KUALA LUMPUR: More than 90% of the loans raised by the federal government in 2017 to finance its development expenditure have high borrowing costs.

The Auditor-General’s (AG) Report for the fiscal year ended Dec 31, 2017 showed that the actual development expenditure for the year was RM44.88 billion, equivalent to an increase of 6.88% from RM42 billion in 2016.

Therefore, the report urged the government to implement every project that has been approved according to the plan and allocated expenditure.

The report also showed that the government added RM129.25 billion new borrowings to its Consolidated Borrowings Account last year, of which 99.95% were raised domestically, while the remainder was borrowings from overseas.

This was an increase of 29.4% from RM99.86 billion new debts raised in 2016.

Of the total borrowings raised in 2017, the AG said 68.7% or RM88.45 billion were used for loan repayments, while the remainder was meant to be transfered to the government’s Development Fund Account.

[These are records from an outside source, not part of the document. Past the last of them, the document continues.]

use crate::v3::{items::Item, operation::MediaType, schema::Schema};

use indexmap::IndexMap;
use serde::{de, Deserialize};
use serde_json::Value;

#[derive(Debug, Clone, Default, PartialEq, Deserialize)]
pub struct Response {
    pub description: Option<String>,
    #[serde(default)]
    pub headers: IndexMap<String, Item<Header>>,
    #[serde(default)]
    pub content: IndexMap<String, MediaType>,
}

#[derive(Debug, Clone, Default, PartialEq, Deserialize)]
pub struct Header {
    pub description: Option<String>,
    #[serde(default)]
    pub required: bool,
    pub schema: Option<Item<Schema>>,
    #[serde(flatten)]
    pub extensions: IndexMap<String, Value>,
}

/// Responses keyed by status code (`"200"`, `"4XX"`, `"default"`).
#[derive(Debug, Clone, Default, PartialEq)]
pub struct Responses(pub IndexMap<String, Item<Response>>);

impl<'de> de::Deserialize<'de> for Responses {
    fn deserialize<D>(deserializer: D) -> Result<Responses, D::Error>
    where
        D: de::Deserializer<'de>,
    {
        let v: Value = de::Deserialize::deserialize(deserializer)?;

        let mut responses = IndexMap::new();
        match v {
            Value::Object(map) => {
                for (key, val) in map {
                    if key.starts_with("x-") {
                        continue;
                    }
                    let val: Item<Response> = serde_json::from_value(val)
                        .map_err(|e| de::Error::custom(format!("response `{key}`: {e}")))?;
                    responses.insert(key, val);
                }

                Ok(Responses(responses))
            }
            _ => Err(de::Error::custom("invalid type for responses object")),
        }
    }
}
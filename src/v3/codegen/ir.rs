//! Closed intermediate representation produced by the lowerer.
//!
//! Built once per document and read-only during emission.

use crate::config::Config;
use crate::error::{Diagnostic, Phase, Result};

use indexmap::IndexMap;
use std::collections::{BTreeMap, BTreeSet};
use std::fmt;

/// `import/path.Name`, or a bare builtin name.
#[derive(Debug, Clone, PartialEq, Eq, Hash, PartialOrd, Ord)]
pub struct QualifiedName {
    pub package: Option<String>,
    pub name: String,
}

impl QualifiedName {
    pub fn new(package: Option<&str>, name: &str) -> Self {
        Self {
            package: package.map(str::to_string),
            name: name.to_string(),
        }
    }

    pub fn parse(raw: &str) -> Option<Self> {
        let raw = raw.trim();
        let (dir, tail) = match raw.rfind('/') {
            Some(i) => (&raw[..=i], &raw[i + 1..]),
            None => ("", raw),
        };
        match tail.find('.') {
            Some(dot) => {
                let (package, name) = (&tail[..dot], &tail[dot + 1..]);
                if package.is_empty() || name.is_empty() || name.contains('.') {
                    return None;
                }
                Some(Self {
                    package: Some(format!("{dir}{package}")),
                    name: name.to_string(),
                })
            }
            None if dir.is_empty() && !tail.is_empty() => Some(Self::new(None, tail)),
            None => None,
        }
    }
}

impl fmt::Display for QualifiedName {
    fn fmt(&self, f: &mut fmt::Formatter<'_>) -> fmt::Result {
        match &self.package {
            Some(package) => write!(f, "{package}.{}", self.name),
            None => write!(f, "{}", self.name),
        }
    }
}

#[derive(Debug, Clone, Copy, PartialEq, Eq, Hash)]
pub enum PrimitiveKind {
    Bool,
    Int,
    Float,
    String,
    Bytes,
    Time,
    Uuid,
    Email,
    RawJson,
    CountryA2,
    CountryA3,
    CurrencyCode,
}

impl PrimitiveKind {
    /// Kinds whose runtime representation is a string.
    pub fn is_textual(&self) -> bool {
        matches!(
            self,
            PrimitiveKind::String
                | PrimitiveKind::Time
                | PrimitiveKind::Email
                | PrimitiveKind::CountryA2
                | PrimitiveKind::CountryA3
                | PrimitiveKind::CurrencyCode
        )
    }

    pub fn is_numeric(&self) -> bool {
        matches!(self, PrimitiveKind::Int | PrimitiveKind::Float)
    }
}

#[derive(Debug, Clone, PartialEq)]
pub struct Primitive {
    pub kind: PrimitiveKind,
    pub format_hint: Option<String>,
}

#[derive(Debug, Clone, PartialEq)]
pub enum AdditionalPolicy {
    /// Extra keys are not represented.
    Forbidden,
    Any,
    Typed(Box<SchemaIr>),
    GoMapType(String),
}

#[derive(Debug, Clone, PartialEq)]
pub struct ObjectIr {
    pub fields: IndexMap<String, Field>,
    pub required: BTreeSet<String>,
    pub additional: AdditionalPolicy,
}

#[derive(Debug, Clone, PartialEq, Eq)]
pub enum EnumLiteral {
    String(String),
    Int(i64),
}

impl fmt::Display for EnumLiteral {
    fn fmt(&self, f: &mut fmt::Formatter<'_>) -> fmt::Result {
        match self {
            EnumLiteral::String(s) => write!(f, "{s}"),
            EnumLiteral::Int(i) => write!(f, "{i}"),
        }
    }
}

#[derive(Debug, Clone, PartialEq)]
pub struct EnumMember {
    pub tag: String,
    pub literal: EnumLiteral,
}

#[derive(Debug, Clone, PartialEq)]
pub struct EnumIr {
    pub base: PrimitiveKind,
    pub members: Vec<EnumMember>,
}

#[derive(Debug, Clone, PartialEq)]
pub struct CustomType {
    pub target: QualifiedName,
    pub parse_fn: Option<QualifiedName>,
    pub validate: bool,
}

#[derive(Debug, Clone, PartialEq)]
pub enum SchemaIr {
    Primitive(Primitive),
    Array {
        element: Box<SchemaIr>,
        min_items: Option<u64>,
        max_items: Option<u64>,
    },
    Object(ObjectIr),
    Enum(EnumIr),
    Named(String),
    AnyOf(Vec<SchemaIr>),
    OneOf(Vec<SchemaIr>),
    AllOf(Vec<SchemaIr>),
    Custom(CustomType),
}

impl SchemaIr {
    pub fn primitive(kind: PrimitiveKind) -> Self {
        SchemaIr::Primitive(Primitive {
            kind,
            format_hint: None,
        })
    }

    /// A field-less object; emitted as the opaque value type.
    pub fn opaque() -> Self {
        SchemaIr::Object(ObjectIr {
            fields: IndexMap::new(),
            required: BTreeSet::new(),
            additional: AdditionalPolicy::Forbidden,
        })
    }

    pub fn as_primitive(&self) -> Option<PrimitiveKind> {
        match self {
            SchemaIr::Primitive(primitive) => Some(primitive.kind),
            _ => None,
        }
    }

    pub fn is_composition(&self) -> bool {
        matches!(
            self,
            SchemaIr::AnyOf(_) | SchemaIr::OneOf(_) | SchemaIr::AllOf(_)
        )
    }

    fn collect_references<'a>(&'a self, out: &mut Vec<&'a str>) {
        match self {
            SchemaIr::Named(name) => out.push(name),
            SchemaIr::Array { element, .. } => element.collect_references(out),
            SchemaIr::Object(object) => {
                for field in object.fields.values() {
                    field.schema.collect_references(out);
                }
                if let AdditionalPolicy::Typed(value) = &object.additional {
                    value.collect_references(out);
                }
            }
            SchemaIr::AnyOf(members) | SchemaIr::OneOf(members) | SchemaIr::AllOf(members) => {
                for member in members {
                    member.collect_references(out);
                }
            }
            SchemaIr::Primitive(_) | SchemaIr::Enum(_) | SchemaIr::Custom(_) => {}
        }
    }
}

#[derive(Debug, Clone, Copy, PartialEq, Eq)]
pub enum Optionality {
    /// Present and non-null; `nullable` only changes nothing but documentation.
    Required,
    /// Absent decodes to the zero value.
    Optional,
    /// Absent, null and value are three distinct observations.
    OptionalNullable,
    /// `x-go-pointer`: absent or null decode to nil.
    Pointer,
}

#[derive(Debug, Clone, Copy, PartialEq)]
pub struct Bound {
    pub value: f64,
    pub exclusive: bool,
}

#[derive(Debug, Clone, Default, PartialEq)]
pub struct Constraints {
    pub min_length: Option<u64>,
    pub max_length: Option<u64>,
    pub minimum: Option<Bound>,
    pub maximum: Option<Bound>,
    pub pattern: Option<String>,
}

impl Constraints {
    pub fn is_empty(&self) -> bool {
        self == &Constraints::default()
    }
}

#[derive(Debug, Clone, PartialEq)]
pub struct Field {
    pub json_name: String,
    pub schema: SchemaIr,
    pub optionality: Optionality,
    pub omitempty: bool,
    /// `x-go-regex`: enforced while decoding, not by the validator.
    pub regex: Option<String>,
    pub constraints: Constraints,
    pub trimmable: bool,
    pub skip_validation: bool,
    pub description: Option<String>,
}

impl Field {
    pub fn is_required(&self) -> bool {
        self.optionality == Optionality::Required
    }
}

#[derive(Debug, Clone, PartialEq)]
pub enum ComponentOrigin {
    /// `components/schemas` key.
    Declared(String),
    /// Synthesised from an anonymous schema at this location.
    Inline(String),
}

impl fmt::Display for ComponentOrigin {
    fn fmt(&self, f: &mut fmt::Formatter<'_>) -> fmt::Result {
        match self {
            ComponentOrigin::Declared(key) => write!(f, "{}{key}", crate::v3::SCHEMAS_REF),
            ComponentOrigin::Inline(location) => write!(f, "{location}"),
        }
    }
}

#[derive(Debug, Clone, PartialEq)]
pub struct Component {
    pub name: String,
    pub schema: SchemaIr,
    pub description: Option<String>,
    pub origin: ComponentOrigin,
    pub skip_validation: bool,
}

#[derive(Debug, Clone, Copy, PartialEq, Eq, PartialOrd, Ord, Hash)]
pub enum ParamLocation {
    Path,
    Query,
    Header,
}

impl ParamLocation {
    pub const ALL: [ParamLocation; 3] = [
        ParamLocation::Path,
        ParamLocation::Query,
        ParamLocation::Header,
    ];

    pub fn title(&self) -> &'static str {
        match self {
            ParamLocation::Path => "Path",
            ParamLocation::Query => "Query",
            ParamLocation::Header => "Header",
        }
    }
}

#[derive(Debug, Clone, PartialEq)]
pub struct Parameter {
    pub name: String,
    pub location: ParamLocation,
    pub field: Field,
}

#[derive(Debug, Clone, PartialEq)]
pub struct BodyContent {
    pub content_type: String,
    pub tag: String,
    pub schema: SchemaIr,
}

#[derive(Debug, Clone, PartialEq)]
pub struct RequestBody {
    pub required: bool,
    pub contents: Vec<BodyContent>,
}

#[derive(Debug, Clone, PartialEq, Eq, PartialOrd, Ord)]
pub enum Status {
    Code(u16),
    /// `1XX` .. `5XX`
    Range(u8),
    Default,
}

impl Status {
    pub fn parse(raw: &str) -> Option<Self> {
        if raw == "default" {
            return Some(Status::Default);
        }
        if let Ok(code) = raw.parse::<u16>() {
            return (100..600).contains(&code).then_some(Status::Code(code));
        }
        let bytes = raw.as_bytes();
        if bytes.len() == 3 && bytes[1..].eq_ignore_ascii_case(b"xx") {
            let class = (bytes[0] as char).to_digit(10)?;
            return (1..=5).contains(&class).then_some(Status::Range(class as u8));
        }
        None
    }

    /// Suffix used in builder method and type names.
    pub fn label(&self) -> String {
        match self {
            Status::Code(code) => code.to_string(),
            Status::Range(class) => format!("{class}XX"),
            Status::Default => "Default".into(),
        }
    }
}

#[derive(Debug, Clone, PartialEq)]
pub struct ResponseHeader {
    pub name: String,
    pub field: Field,
}

#[derive(Debug, Clone, PartialEq)]
pub struct Response {
    pub status: Status,
    pub description: Option<String>,
    pub contents: Vec<BodyContent>,
    pub headers: Vec<ResponseHeader>,
}

/// Scheme names that must all pass.
#[derive(Debug, Clone, PartialEq, Eq)]
pub struct SecurityRequirement {
    pub schemes: Vec<String>,
}

#[derive(Debug, Clone, Copy, PartialEq, Eq)]
pub enum ApiKeyLocation {
    Header,
    Query,
    Cookie,
}

#[derive(Debug, Clone, PartialEq, Eq)]
pub enum SecuritySchemeKind {
    HttpBearer,
    HttpBasic,
    ApiKey { location: ApiKeyLocation, name: String },
    /// Only a name constant is emitted; extraction is user supplied.
    OAuth2,
}

#[derive(Debug, Clone, PartialEq, Eq)]
pub struct SecurityScheme {
    pub name: String,
    pub kind: SecuritySchemeKind,
}

#[derive(Debug, Clone, PartialEq)]
pub struct Operation {
    pub name: String,
    pub method: String,
    pub path: String,
    pub tag: String,
    pub summary: Option<String>,
    pub description: Option<String>,
    pub parameters: Vec<Parameter>,
    pub request_body: Option<RequestBody>,
    pub responses: Vec<Response>,
    /// Alternatives; empty means no security.
    pub security: Vec<SecurityRequirement>,
    pub skip_security_check: bool,
}

impl Operation {
    pub fn parameters_in(&self, location: ParamLocation) -> impl Iterator<Item = &Parameter> {
        self.parameters
            .iter()
            .filter(move |param| param.location == location)
    }

    pub fn has_security(&self) -> bool {
        !self.skip_security_check && !self.security.is_empty()
    }

    pub fn body_contents(&self) -> &[BodyContent] {
        self.request_body
            .as_ref()
            .map(|body| body.contents.as_slice())
            .unwrap_or_default()
    }
}

/// Fully lowered document.
#[derive(Debug, Clone, PartialEq)]
pub struct Program {
    pub title: String,
    pub components: BTreeMap<String, Component>,
    pub operations: Vec<Operation>,
    pub security_schemes: Vec<SecurityScheme>,
    pub spec_json: String,
    pub config: Config,
}

impl Program {
    pub fn component(&self, name: &str) -> Option<&Component> {
        self.components.get(name)
    }

    /// Follows `Named` links to the first non-`Named` schema.
    pub fn resolve<'a>(&'a self, schema: &'a SchemaIr) -> &'a SchemaIr {
        let mut current = schema;
        for _ in 0..=self.components.len() {
            match current {
                SchemaIr::Named(name) => match self.components.get(name) {
                    Some(component) => current = &component.schema,
                    None => return current,
                },
                _ => return current,
            }
        }
        current
    }

    /// Operations grouped by tag; both levels are sorted.
    pub fn tags(&self) -> BTreeMap<&str, Vec<&Operation>> {
        let mut tags: BTreeMap<&str, Vec<&Operation>> = BTreeMap::new();
        for operation in &self.operations {
            tags.entry(operation.tag.as_str())
                .or_default()
                .push(operation);
        }
        tags
    }

    pub fn security_scheme(&self, name: &str) -> Option<&SecurityScheme> {
        self.security_schemes.iter().find(|scheme| scheme.name == name)
    }

    /// Every `Named` reachable from the program must be a registered component.
    pub fn check_ref_closure(&self) -> Result<()> {
        let mut roots: Vec<(String, &SchemaIr)> = vec![];
        for component in self.components.values() {
            roots.push((format!("component {}", component.name), &component.schema));
        }
        for operation in &self.operations {
            for param in &operation.parameters {
                roots.push((
                    format!("operation {} parameter {}", operation.name, param.name),
                    &param.field.schema,
                ));
            }
            for content in operation.body_contents() {
                roots.push((
                    format!("operation {} body {}", operation.name, content.content_type),
                    &content.schema,
                ));
            }
            for response in &operation.responses {
                for content in &response.contents {
                    roots.push((
                        format!("operation {} response {}", operation.name, response.status.label()),
                        &content.schema,
                    ));
                }
                for header in &response.headers {
                    roots.push((
                        format!("operation {} header {}", operation.name, header.name),
                        &header.field.schema,
                    ));
                }
            }
        }

        for (owner, schema) in roots {
            let mut references = vec![];
            schema.collect_references(&mut references);
            if let Some(missing) = references
                .into_iter()
                .find(|name| !self.components.contains_key(*name))
            {
                return Err(Diagnostic::schema_invalid(
                    owner,
                    format!("reference `{missing}` does not resolve to a registered component"),
                )
                .in_phase(Phase::Emit));
            }
        }
        Ok(())
    }
}
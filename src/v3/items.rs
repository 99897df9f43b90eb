use serde::{de, de::DeserializeOwned, Deserialize};
use serde_json::Value;

/// Either a `$ref` pointer or an inline object.
#[derive(Debug, Clone, PartialEq)]
pub enum Item<T> {
    Reference(String),
    Object(Box<T>),
}

impl<T> Item<T> {
    pub fn is_reference(&self) -> bool {
        matches!(self, Item::Reference(_))
    }

    pub fn as_object(&self) -> Option<&T> {
        match self {
            Item::Object(object) => Some(object),
            Item::Reference(_) => None,
        }
    }

    pub fn as_reference(&self) -> Option<&str> {
        match self {
            Item::Reference(ref_) => Some(ref_),
            Item::Object(_) => None,
        }
    }
}

impl<'de, T> de::Deserialize<'de> for Item<T>
where
    T: DeserializeOwned,
{
    fn deserialize<D>(deserializer: D) -> Result<Item<T>, D::Error>
    where
        D: de::Deserializer<'de>,
    {
        let v: Value = Deserialize::deserialize(deserializer)?;

        match v {
            Value::Object(map) if map.contains_key("$ref") => match map.get("$ref") {
                Some(Value::String(ref_)) => Ok(Item::Reference(ref_.to_string())),
                ref_ => Err(de::Error::custom(format!("invalid reference `{ref_:?}`"))),
            },
            v => serde_json::from_value(v)
                .map(|object: T| Item::Object(Box::new(object)))
                .map_err(|e| de::Error::custom(e.to_string())),
        }
    }
}
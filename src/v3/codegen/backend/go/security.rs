use crate::error::Result;
use crate::name::exported;
use crate::v3::codegen::backend::go::operations::ResultNames;
use crate::v3::codegen::backend::go::{format_var_name, quote, Context};
use crate::v3::codegen::ir::{ApiKeyLocation, SecurityScheme, SecuritySchemeKind};
use crate::v3::codegen::sink::Sink;

use log::debug;

const TYPES: &str = r#"
// SecurityScheme names a security scheme declared by the document.
type SecurityScheme string

// SecurityExtractor reads the credential of a scheme from a request.
type SecurityExtractor func(r *http.Request) (name string, value string, found bool)

// SecurityHandler accepts or rejects an extracted credential.
type SecurityHandler func(r *http.Request, scheme SecurityScheme, name string, value string) error

type securityProcessor struct {
	scheme  SecurityScheme
	extract SecurityExtractor
	handle  SecurityHandler
}

// NewSecurityProcessor pairs a scheme with its extractor and handler. Processors
// passed to a router take precedence over the generated ones.
func NewSecurityProcessor(scheme SecurityScheme, extract SecurityExtractor, handle SecurityHandler) securityProcessor {
	return securityProcessor{scheme: scheme, extract: extract, handle: handle}
}

// SecurityValueMissingError reports a request without the credential of a scheme.
type SecurityValueMissingError struct {
	Scheme SecurityScheme
	Name   string
}

func (e SecurityValueMissingError) Error() string {
	return fmt.Sprintf("%s: credential %q is missing", e.Scheme, e.Name)
}
"#;

// `$` placeholders are replaced with the processing result names.
const CHECK: &str = r#"
// checkSecurity passes when every scheme of at least one alternative passes.
// The failure hook fires once, with the last failure.
func checkSecurity(r *http.Request, hooks *Hooks, processors []securityProcessor, operation string, alternatives [][]SecurityScheme) ($RESULT, bool) {
	var (
		failed     $RESULT
		failedWith SecurityScheme
	)
	for _, alternative := range alternatives {
		result, scheme, ok := checkSecurityAlternative(r, hooks, processors, operation, alternative)
		if ok {
			if hooks.RequestSecurityCheckCompleted != nil {
				hooks.RequestSecurityCheckCompleted(r, operation)
			}
			return result, true
		}
		failed, failedWith = result, scheme
	}
	if failed.Type() == $SECURITY_PARSE_FAILED {
		if hooks.RequestSecurityParseFailed != nil {
			hooks.RequestSecurityParseFailed(r, operation, string(failedWith), failed)
		}
	} else if hooks.RequestSecurityCheckFailed != nil {
		hooks.RequestSecurityCheckFailed(r, operation, string(failedWith), failed)
	}
	return failed, false
}

func checkSecurityAlternative(r *http.Request, hooks *Hooks, processors []securityProcessor, operation string, schemes []SecurityScheme) ($RESULT, SecurityScheme, bool) {
	for _, scheme := range schemes {
		if result, ok := runSecurityProcessor(r, hooks, processors, operation, scheme); !ok {
			return result, scheme, false
		}
	}
	return $NEW_RESULT($PARSE_SUCCEED, nil), "", true
}

func runSecurityProcessor(r *http.Request, hooks *Hooks, processors []securityProcessor, operation string, scheme SecurityScheme) ($RESULT, bool) {
	for _, processor := range processors {
		if processor.scheme != scheme {
			continue
		}
		name, value, found := processor.extract(r)
		if !found {
			return $NEW_RESULT($SECURITY_PARSE_FAILED, SecurityValueMissingError{Scheme: scheme, Name: name}), false
		}
		if hooks.RequestSecurityParseCompleted != nil {
			hooks.RequestSecurityParseCompleted(r, operation)
		}
		if err := processor.handle(r, scheme, name, value); err != nil {
			return $NEW_RESULT($SECURITY_CHECK_FAILED, err), false
		}
		return $NEW_RESULT($PARSE_SUCCEED, nil), true
	}
	return $NEW_RESULT($SECURITY_CHECK_FAILED, fmt.Errorf("no processor for security scheme %q", scheme)), false
}
"#;

fn constant(scheme: &SecurityScheme) -> String {
    format!("SecurityScheme{}", exported(&scheme.name))
}

fn check_method(scheme: &SecurityScheme) -> String {
    format!("SecurityCheck{}", exported(&scheme.name))
}

fn extractor(scheme: &SecurityScheme) -> String {
    format_var_name(&format!("Extract{}Security", exported(&scheme.name)))
}

/// Schemes whose credential the generated code knows how to read.
fn extractable(scheme: &SecurityScheme) -> bool {
    !matches!(scheme.kind, SecuritySchemeKind::OAuth2)
}

impl Context<'_> {
    pub(super) fn emit_security(&self, sink: &mut Sink) -> Result<()> {
        let schemes = &self.program.security_schemes;
        debug!("emitting {} security schemes", schemes.len());
        for name in [
            "SecurityScheme",
            "SecurityExtractor",
            "SecurityHandler",
            "securityProcessor",
            "NewSecurityProcessor",
            "SecurityValueMissingError",
            "SecuritySchemas",
            "securityProcessors",
            "checkSecurity",
            "checkSecurityAlternative",
            "runSecurityProcessor",
        ] {
            sink.declare(name, "security runtime")?;
        }
        sink.import("net/http");
        sink.import("fmt");

        sink.blank();
        sink.text(TYPES);

        if !schemes.is_empty() {
            let mut rows = vec![];
            for scheme in schemes {
                sink.declare(&constant(scheme), &format!("security scheme {}", scheme.name))?;
                rows.push(vec![
                    constant(scheme),
                    "SecurityScheme".to_string(),
                    "=".to_string(),
                    quote(&scheme.name),
                ]);
            }
            sink.blank();
            sink.block_with("const (", ")", |s| s.rows(&rows));
        }

        let extracted: Vec<_> = schemes.iter().filter(|scheme| extractable(scheme)).collect();
        sink.blank();
        sink.line("// SecuritySchemas checks the credentials of every scheme with a generated extractor.");
        sink.block("type SecuritySchemas interface", |s| {
            for scheme in &extracted {
                s.line(format!(
                    "{}(r *http.Request, scheme SecurityScheme, name string, value string) error",
                    check_method(scheme)
                ));
            }
        });
        sink.blank();
        sink.block(
            "func securityProcessors(schemas SecuritySchemas) []securityProcessor",
            |s| {
                s.block("if schemas == nil", |s| s.line("return nil"));
                if extracted.is_empty() {
                    s.line("return nil");
                    return;
                }
                s.line("return []securityProcessor{");
                s.indent();
                for scheme in &extracted {
                    s.line(format!(
                        "NewSecurityProcessor({}, {}, schemas.{}),",
                        constant(scheme),
                        extractor(scheme),
                        check_method(scheme)
                    ));
                }
                s.dedent();
                s.line("}");
            },
        );

        for scheme in &extracted {
            let name = extractor(scheme);
            sink.declare(&name, &format!("security scheme {}", scheme.name))?;
            sink.blank();
            sink.block(
                format!("func {name}(r *http.Request) (string, string, bool)"),
                |s| match &scheme.kind {
                    SecuritySchemeKind::HttpBearer => authorization(s, "Bearer "),
                    SecuritySchemeKind::HttpBasic => authorization(s, "Basic "),
                    SecuritySchemeKind::ApiKey { location, name } => {
                        let key = quote(name);
                        match location {
                            ApiKeyLocation::Header => {
                                s.line(format!("value := r.Header.Get({key})"));
                                s.line(format!("return {key}, value, value != \"\""));
                            }
                            ApiKeyLocation::Query => {
                                s.line(format!("value := r.URL.Query().Get({key})"));
                                s.line(format!("return {key}, value, value != \"\""));
                            }
                            ApiKeyLocation::Cookie => {
                                s.line(format!("cookie, err := r.Cookie({key})"));
                                s.block("if err != nil", |s| {
                                    s.line(format!("return {key}, \"\", false"))
                                });
                                s.line(format!("return {key}, cookie.Value, cookie.Value != \"\""));
                            }
                        }
                    }
                    SecuritySchemeKind::OAuth2 => {}
                },
            );
        }

        let names = ResultNames::new(self, sink);
        let check = CHECK
            .replace("$RESULT", &names.result)
            .replace("$NEW_RESULT", &names.new_result)
            .replace("$PARSE_SUCCEED", &names.kind("ParseSucceed"))
            .replace("$SECURITY_PARSE_FAILED", &names.kind("SecurityParseFailed"))
            .replace("$SECURITY_CHECK_FAILED", &names.kind("SecurityCheckFailed"));
        sink.blank();
        sink.text(&check);
        Ok(())
    }
}

/// Case-insensitive `Authorization` prefix match.
fn authorization(s: &mut Sink, prefix: &str) {
    let prefix = quote(prefix);
    s.line("value := r.Header.Get(\"Authorization\")");
    s.block(
        format!("if len(value) < len({prefix}) || !strings.EqualFold(value[:len({prefix})], {prefix})"),
        |s| s.line("return \"Authorization\", \"\", false"),
    );
    s.line(format!(
        "return \"Authorization\", strings.TrimSpace(value[len({prefix}):]), true"
    ));
}

#[cfg(test)]
mod test {
    use super::*;
    use crate::config::Config;
    use crate::v3::codegen::backend::go::IMPORT_ALIASES;
    use crate::v3::codegen::ir::Program;
    use crate::v3::codegen::lowerer::Lowerer;
    use crate::v3::Document;

    #[test]
    fn emits_extractors_and_processors() {
        let document = Document::from_text(
            r#"
openapi: 3.0.3
info: {title: secure, version: "1"}
paths: {}
components:
  securitySchemes:
    bearerAuth:
      type: http
      scheme: bearer
    api_key:
      type: apiKey
      in: cookie
      name: session
    oauth:
      type: oauth2
      flows: {}
"#,
            "test.yaml",
        )
        .unwrap();
        let program: Program = Lowerer::new(&document.spec)
            .lower(document.canonical_json(), Config::new("api", "out"))
            .unwrap();
        let context = Context::new(&program, None);
        let mut sink = Sink::new("\t", Some("api"), IMPORT_ALIASES);
        sink.import("strings");
        context.emit_security(&mut sink).unwrap();
        let body = sink.body();

        assert!(body.contains(
            "\tSecuritySchemeApiKey     SecurityScheme = \"api_key\"\n\tSecuritySchemeBearerAuth SecurityScheme = \"bearerAuth\"\n\tSecuritySchemeOauth      SecurityScheme = \"oauth\"\n"
        ));
        assert!(body.contains(
            "\tSecurityCheckBearerAuth(r *http.Request, scheme SecurityScheme, name string, value string) error\n"
        ));
        assert!(!body.contains("SecurityCheckOauth"));
        assert!(body.contains(
            "\t\tNewSecurityProcessor(SecuritySchemeBearerAuth, extractBearerAuthSecurity, schemas.SecurityCheckBearerAuth),\n"
        ));
        assert!(body.contains("\tcookie, err := r.Cookie(\"session\")\n"));
        assert!(body.contains("!strings.EqualFold(value[:len(\"Bearer \")], \"Bearer \")"));
        assert!(body.contains("return NewRequestProcessingResult(SecurityParseFailed, SecurityValueMissingError{Scheme: scheme, Name: name}), false"));
    }
}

The report noted that loan repayments that were done directly from the government’s Consolidated Borrowings Account were beyond the government’s budgeting mechanism, hence these repayments were not shown in the annual Federal Government Budget that was tabled in Parliament.

Therefore, the AG recommended that the government include estimations of future borrowings raised for loan repayments be tabled in Parliament as well while tabling the annual national budget.